→ Action item
Give back every line of the material below that has the string "backend".

*** Opening Available records ***

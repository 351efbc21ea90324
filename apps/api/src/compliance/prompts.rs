// Prompt template for the compliance assessment.
// The JSON-only system prompt is shared from llm_client::prompts.

/// Compliance assessment prompt. Placeholders: {resume}, {job_description}.
pub const COMPLIANCE_PROMPT_TEMPLATE: &str = r#"You are an experienced recruiter and applicant tracking system (ATS) reviewer.
Assess how well the resume below complies with the job description that follows it.

RESUME:
{resume}

JOB DESCRIPTION:
{job_description}

Assessment rules:
- score: an integer from 0 to 100. 100 means every requirement, skill and keyword in the job
  description is clearly evidenced in the resume; 0 means none are.
- missingKeywords: skills, tools, certifications and keywords the job description asks for that
  the resume does not mention, most important first.
- suggestions: concrete, actionable edits that would raise the score, most impactful first.
  Never suggest inventing experience the resume does not support.

Respond with a JSON object containing exactly the fields "score", "missingKeywords" and
"suggestions" and nothing else, in this shape:
{"score": 0, "missingKeywords": ["keyword"], "suggestions": ["suggestion"]}"#;

/// Renders the compliance prompt for a resume and job description.
///
/// Both inputs are embedded verbatim. Substitution is single-pass, so placeholder-looking text
/// inside either input is never expanded.
pub fn build_compliance_prompt(resume: &str, job_description: &str) -> String {
    fill_template(
        COMPLIANCE_PROMPT_TEMPLATE,
        &[("{resume}", resume), ("{job_description}", job_description)],
    )
}

fn fill_template(template: &str, values: &[(&str, &str)]) -> String {
    let extra: usize = values.iter().map(|(_, v)| v.len()).sum();
    let mut out = String::with_capacity(template.len() + extra);
    let mut rest = template;

    while let Some(pos) = rest.find('{') {
        out.push_str(&rest[..pos]);
        let candidate = &rest[pos..];
        match values.iter().find(|(placeholder, _)| candidate.starts_with(placeholder)) {
            Some((placeholder, value)) => {
                out.push_str(value);
                rest = &candidate[placeholder.len()..];
            }
            None => {
                out.push('{');
                rest = &candidate[1..];
            }
        }
    }
    out.push_str(rest);
    out
}
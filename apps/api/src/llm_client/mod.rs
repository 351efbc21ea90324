/// LLM Client: the single point of entry for all text-generation calls.
///
/// ARCHITECTURAL RULE: No other module may call the provider API directly.
/// Callers depend on the `TextCompletionClient` trait; `LlmClient` is the production backend.
///
/// Model: claude-sonnet-4-5, fixed in code.
use std::time::Duration;

use async_trait::async_trait;
use reqwest::Client;
use serde::{Deserialize, Serialize};
use thiserror::Error;
use tracing::{debug, warn};

pub mod prompts;

use prompts::JSON_ONLY_SYSTEM;

const ANTHROPIC_VERSION: &str = "2023-06-01";
/// The model used for all completion calls.
pub const MODEL: &str = "claude-sonnet-4-5";
const MAX_TOKENS: u32 = 2048;

/// Failure modes of a single completion call.
#[derive(Debug, Clone, PartialEq, Error)]
pub enum CompletionError {
    /// The provider could not be reached or did not answer in time.
    #[error("transport error: {message}")]
    Transport { message: String, timed_out: bool },

    /// The provider answered but reported a failure (auth, rate limit, overload, empty output).
    #[error("upstream error (status {status:?}): {message}")]
    Upstream { status: Option<u16>, message: String },
}

impl From<reqwest::Error> for CompletionError {
    fn from(e: reqwest::Error) -> Self {
        CompletionError::Transport {
            timed_out: e.is_timeout(),
            message: e.to_string(),
        }
    }
}

/// Capability boundary for text generation: one prompt in, raw text out.
///
/// Implementations perform exactly one outbound call per invocation and never retry.
#[async_trait]
pub trait TextCompletionClient: Send + Sync {
    async fn complete(&self, prompt: &str) -> Result<String, CompletionError>;
}

#[derive(Debug, Serialize)]
struct AnthropicRequest<'a> {
    model: &'a str,
    max_tokens: u32,
    system: &'a str,
    messages: Vec<AnthropicMessage<'a>>,
}

#[derive(Debug, Serialize)]
struct AnthropicMessage<'a> {
    role: &'a str,
    content: &'a str,
}

#[derive(Debug, Deserialize)]
pub struct LlmResponse {
    pub content: Vec<ContentBlock>,
    #[serde(default)]
    pub usage: Usage,
}

#[derive(Debug, Deserialize)]
pub struct ContentBlock {
    #[serde(rename = "type")]
    pub block_type: String,
    pub text: Option<String>,
}

#[derive(Debug, Default, Deserialize)]
pub struct Usage {
    pub input_tokens: u32,
    pub output_tokens: u32,
}

impl LlmResponse {
    /// Extracts the text content from the first text block.
    pub fn text(&self) -> Option<&str> {
        self.content
            .iter()
            .find(|b| b.block_type == "text")
            .and_then(|b| b.text.as_deref())
    }
}

#[derive(Debug, Deserialize)]
struct AnthropicError {
    error: AnthropicErrorBody,
}

#[derive(Debug, Deserialize)]
struct AnthropicErrorBody {
    message: String,
}

/// Anthropic Messages API backend for `TextCompletionClient`.
///
/// Constructed once at startup and shared; holds no per-request state.
#[derive(Clone)]
pub struct LlmClient {
    client: Client,
    api_key: String,
    api_url: String,
}

impl LlmClient {
    pub fn new(api_key: String, api_url: String, timeout: Duration) -> reqwest::Result<Self> {
        Ok(Self {
            client: Client::builder().timeout(timeout).build()?,
            api_key,
            api_url,
        })
    }

    /// Makes a raw call to the provider, returning the full response object.
    pub async fn call(&self, prompt: &str, system: &str) -> Result<LlmResponse, CompletionError> {
        let request_body = AnthropicRequest {
            model: MODEL,
            max_tokens: MAX_TOKENS,
            system,
            messages: vec![AnthropicMessage {
                role: "user",
                content: prompt,
            }],
        };

        let response = self
            .client
            .post(&self.api_url)
            .header("x-api-key", &self.api_key)
            .header("anthropic-version", ANTHROPIC_VERSION)
            .header("content-type", "application/json")
            .json(&request_body)
            .send()
            .await?;

        let status = response.status();

        if !status.is_success() {
            let body = response.text().await.unwrap_or_default();
            // Try to parse error message
            let message = serde_json::from_str::<AnthropicError>(&body)
                .map(|e| e.error.message)
                .unwrap_or(body);
            warn!("LLM API returned {}: {}", status, message);
            return Err(CompletionError::Upstream {
                status: Some(status.as_u16()),
                message,
            });
        }

        let body = response.bytes().await?;
        let llm_response: LlmResponse =
            serde_json::from_slice(&body).map_err(|e| CompletionError::Upstream {
                status: Some(status.as_u16()),
                message: format!("malformed provider response: {e}"),
            })?;

        debug!(
            "LLM call succeeded: input_tokens={}, output_tokens={}",
            llm_response.usage.input_tokens, llm_response.usage.output_tokens
        );

        Ok(llm_response)
    }
}

#[async_trait]
impl TextCompletionClient for LlmClient {
    async fn complete(&self, prompt: &str) -> Result<String, CompletionError> {
        let response = self.call(prompt, JSON_ONLY_SYSTEM).await?;

        response
            .text()
            .map(str::to_string)
            .ok_or_else(|| CompletionError::Upstream {
                status: None,
                message: "LLM returned empty content".to_string(),
            })
    }
}
//! Axum route handlers for the Compliance API.

use axum::{extract::State, Json};
use serde::Deserialize;

use crate::compliance::validator::ComplianceResult;
use crate::errors::AppError;
use crate::state::AppState;

#[derive(Debug, Deserialize)]
#[serde(rename_all = "camelCase")]
pub struct AssessRequest {
    pub resume: String,
    pub job_description: String,
}

/// POST /api/v1/compliance/assess (also POST /checkCompliance)
///
/// Scores a resume against a job description. Parse failures come back as 422
/// with the raw model output attached.
pub async fn handle_assess(
    State(state): State<AppState>,
    Json(request): Json<AssessRequest>,
) -> Result<Json<ComplianceResult>, AppError> {
    let result = state
        .assessor
        .assess(&request.resume, &request.job_description)
        .await?;

    Ok(Json(result))
}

*** Closing Available records ***

→ Problem solution
/// Callers depend on the `TextCompletionClient` trait; `LlmClient` is the production backend.
/// Anthropic Messages API backend for `TextCompletionClient`.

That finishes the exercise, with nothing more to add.